Most recently, we shared the story of Gabriel Campbell, who was pulled over in Texas for an extremely minor infraction — after which law-enforcers found five pounds of cannabis in the trunk of his Colorado car.

Plenty of Colorado drivers haven't had this experience, though — including one reader who was actually hoping it would happen and seems disappointed it didn't. Here's his humorous account, shared with us via e-mail.
So I just went on a road trip and thought I would travel the dreaded I-76 to I-80 corridor from Denver to Toledo, Ohio — as much as I would have loved to get pulled over to allow a brow-beating over my thoughts of Nebraska's lawsuit and Colorado plate-profiling reports.

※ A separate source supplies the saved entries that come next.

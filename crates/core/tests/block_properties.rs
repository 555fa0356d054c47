use plasma_core::{
    check_membership, recover_signer, Address, Block, BlockError, CryptoError, FixedMerkle, Hash,
    Input, Keypair, Output, PlasmaTransaction, Transaction, EMPTY_LEAF, MERKLE_DEPTH,
};
use proptest::prelude::*;

fn tx_strategy() -> impl Strategy<Value = Transaction> {
    (
        0u64..5_000,
        0u64..100,
        0u64..2,
        any::<[u8; 20]>(),
        any::<u64>(),
    )
        .prop_map(|(blknum, txindex, oindex, owner, amount)| {
            Transaction::new(
                [Input::new(blknum, txindex, oindex), Input::null()],
                Address::ZERO,
                [
                    Output::new(Address::from_bytes(owner), amount as u128),
                    Output::null(),
                ],
            )
        })
}

fn key_strategy() -> impl Strategy<Value = [u8; 32]> {
    // Comfortably below the curve order and never zero.
    any::<[u8; 31]>().prop_map(|bytes| {
        let mut key = [0u8; 32];
        key[1..].copy_from_slice(&bytes);
        key[0] = 1;
        key
    })
}

proptest! {
    #![proptest_config(ProptestConfig::with_cases(24))]

    #[test]
    fn encoding_is_deterministic(
        txs in prop::collection::vec(tx_strategy(), 0..6),
        number in any::<u64>(),
    ) {
        let a = Block::with_transactions(txs.clone(), number);
        let b = Block::with_transactions(txs, number);
        prop_assert_eq!(a.encoded().unwrap(), b.encoded().unwrap());
        prop_assert_eq!(a.hash().unwrap(), b.hash().unwrap());
    }

    #[test]
    fn signature_round_trip(key in key_strategy(), number in any::<u64>()) {
        let keypair = Keypair::from_private_key(&key).unwrap();
        let block = Block::<Transaction>::with_transactions(vec![], number).signed(&keypair).unwrap();
        let hash = block.hash().unwrap();
        prop_assert_eq!(recover_signer(&hash, &block.sig).unwrap(), keypair.address());
        prop_assert_eq!(block.signer().unwrap(), keypair.address());
    }

    #[test]
    fn deposit_predicate(
        deposits in prop::collection::vec(any::<bool>(), 0..4),
    ) {
        let txs: Vec<Transaction> = deposits
            .iter()
            .map(|deposit| {
                let mut tx = Transaction::deposit(Address::from_bytes([7u8; 20]), 1);
                if !deposit {
                    tx.inputs[0] = Input::new(1000, 0, 0);
                }
                tx
            })
            .collect();
        let expected = deposits.len() == 1 && deposits[0];
        prop_assert_eq!(Block::with_transactions(txs, 1).is_deposit_block(), expected);
    }
}

proptest! {
    #![proptest_config(ProptestConfig::with_cases(8))]

    #[test]
    fn root_sensitive_to_changes_and_order(
        txs in prop::collection::vec(tx_strategy(), 2..5),
        replacement in tx_strategy(),
    ) {
        let block = Block::with_transactions(txs.clone(), 1);
        let root = block.root().unwrap();
        prop_assert_eq!(root, Block::with_transactions(txs.clone(), 99).root().unwrap());

        if replacement.merkle_hash() != txs[0].merkle_hash() {
            let mut changed = txs.clone();
            changed[0] = replacement;
            prop_assert_ne!(root, Block::with_transactions(changed, 1).root().unwrap());
        }

        if txs[0].merkle_hash() != txs[1].merkle_hash() {
            let mut swapped = txs.clone();
            swapped.swap(0, 1);
            prop_assert_ne!(root, Block::with_transactions(swapped, 1).root().unwrap());
        }
    }
}

#[test]
fn null_signature_never_yields_an_address() {
    let block: Block = Block::with_transactions(vec![Transaction::deposit(Address::ZERO, 5)], 1);
    assert!(matches!(
        block.signer(),
        Err(BlockError::Crypto(CryptoError::InvalidSignature))
    ));
}

#[test]
fn padding_matches_explicitly_padded_tree() {
    let txs: Vec<Transaction> = (1..=3)
        .map(|i| Transaction::deposit(Address::from_bytes([i; 20]), i as u128))
        .collect();
    let block = Block::with_transactions(txs.clone(), 1);

    let mut leaves: Vec<Hash> = txs.iter().map(|tx| tx.merkle_hash()).collect();
    leaves.resize(1 << MERKLE_DEPTH, Hash(EMPTY_LEAF));
    let explicit = FixedMerkle::new(MERKLE_DEPTH, &leaves).unwrap();

    assert_eq!(block.root().unwrap(), explicit.root());
}

#[test]
fn too_many_transactions_fail_loudly() {
    let leaf = Transaction::deposit(Address::ZERO, 1);
    let block = Block::with_transactions(vec![leaf; (1 << MERKLE_DEPTH) + 1], 1);
    assert!(matches!(
        block.root(),
        Err(BlockError::Merkle(plasma_core::MerkleError::TreeDepthExceeded { .. }))
    ));
}

#[test]
fn end_to_end_two_transaction_block() {
    let operator = Keypair::generate();
    let alice = Keypair::generate();
    let bob = Keypair::generate();

    let tx_a = Transaction::new(
        [Input::new(1, 0, 0), Input::null()],
        Address::ZERO,
        [Output::new(bob.address(), 40), Output::new(alice.address(), 60)],
    )
    .signed1(&alice);
    let tx_b = Transaction::new(
        [Input::new(2, 0, 0), Input::null()],
        Address::ZERO,
        [Output::new(alice.address(), 10), Output::null()],
    )
    .signed1(&bob);
    let (h_a, h_b) = (tx_a.merkle_hash(), tx_b.merkle_hash());

    let mut block = Block::with_transactions(vec![tx_a, tx_b], 7);
    let encoded = block.encoded().unwrap();
    assert_eq!(block.hash().unwrap(), plasma_core::hash(&encoded));

    let expected_root = FixedMerkle::new(MERKLE_DEPTH, &[h_a, h_b]).unwrap().root();
    assert_eq!(block.root().unwrap(), expected_root);

    block.sign(&operator).unwrap();
    assert_eq!(block.encoded().unwrap(), encoded);
    assert_eq!(
        recover_signer(&block.hash().unwrap(), &block.sig).unwrap(),
        operator.address()
    );

    let tree = block.merklized_transaction_set().unwrap();
    let proof = tree.create_membership_proof(1).unwrap();
    assert!(check_membership(&h_b, 1, &expected_root, &proof.to_bytes()).unwrap());
}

I left on my journey in a vehicle I thought they would hopefully profile: pickup, dark-tint windows, bed cover and looking heavily loaded (actually empty), and me with long beard and mustache, long hair, greasy-looking.

I swerved and drove at erratic speeds — everything that here at home would get me instantly flagged and looked into. BUT not a damn thing. Not a look, not a "Slow down, wake up" or an "I am here behind you watching you" attention-getter. Matter of fact, I was very depressed that short of cutting off a state trooper, I wasn't drawing enough interest.

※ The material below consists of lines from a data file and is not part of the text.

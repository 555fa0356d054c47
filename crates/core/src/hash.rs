//! Keccak-256, the `sha3` opcode of the root chain.
//!
//! Everything committed on chain is a Keccak digest: block hashes, transaction
//! hashes, merkle nodes and the public key hash behind an address.

use crate::constants::EMPTY_LEAF;
use serde::{Deserialize, Serialize};
use sha3::{Digest, Keccak256};
use std::fmt;

/// Raw 32-byte digest.
pub type H256 = [u8; 32];

/// A Keccak-256 digest.
#[derive(Clone, Copy, PartialEq, Eq, Hash, Default, PartialOrd, Ord, Serialize, Deserialize)]
pub struct Hash(pub H256);

impl Hash {
    pub const ZERO: Self = Self([0u8; 32]);

    /// The value of an unused merkle leaf slot, `bytes32(0)` on chain.
    pub const EMPTY_LEAF: Self = Self(EMPTY_LEAF);

    pub fn from_bytes(bytes: H256) -> Self {
        Self(bytes)
    }

    /// `None` unless `bytes` is exactly 32 bytes long.
    pub fn from_slice(bytes: &[u8]) -> Option<Self> {
        bytes.try_into().ok().map(Self)
    }

    pub fn as_bytes(&self) -> &H256 {
        &self.0
    }

    /// Lowercase hex without a prefix.
    pub fn to_hex(&self) -> String {
        hex::encode(self.0)
    }

    /// Accepts an optional `0x` prefix.
    pub fn from_hex(s: &str) -> Result<Self, hex::FromHexError> {
        let bytes = hex::decode(s.strip_prefix("0x").unwrap_or(s))?;
        Self::from_slice(&bytes).ok_or(hex::FromHexError::InvalidStringLength)
    }
}

impl fmt::Debug for Hash {
    fn fmt(&self, f: &mut fmt::Formatter<'_>) -> fmt::Result {
        write!(f, "Hash(0x{}..)", &self.to_hex()[..8])
    }
}

impl fmt::Display for Hash {
    fn fmt(&self, f: &mut fmt::Formatter<'_>) -> fmt::Result {
        write!(f, "0x{}", self.to_hex())
    }
}

impl AsRef<[u8]> for Hash {
    fn as_ref(&self) -> &[u8] {
        &self.0
    }
}

/// `keccak256(data)`.
pub fn hash(data: &[u8]) -> Hash {
    Hash(Keccak256::digest(data).into())
}

/// `keccak256(parts[0] || parts[1] || ...)`, without building the concatenation.
pub fn hash_concat(parts: &[&[u8]]) -> Hash {
    let mut hasher = Keccak256::new();
    for part in parts {
        hasher.update(part);
    }
    Hash(hasher.finalize().into())
}

/// A merkle node over its two children, `keccak256(left || right)`.
pub fn hash_pair(left: &Hash, right: &Hash) -> Hash {
    hash_concat(&[&left.0[..], &right.0[..]])
}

Don't get me wrong: My wife and I counted no less than 32 troopers racing up and down the highway, lights flashing, siren blaring. But NO: I had CO plates, looked like a suspicious driver hiding something in my truck, but all we saw ere cars with Nebraska tags getting the treatment. Same for Iowa, Ohio and back through Iowa and Nebraska to home.

Guess they just lost interest in us Colorado legal hippies bringing all that top-grade weed into THEIR overworked, over-budget, over-taxed, non-drug state — or maybe they have no more room in their "full of CO druggies" jails.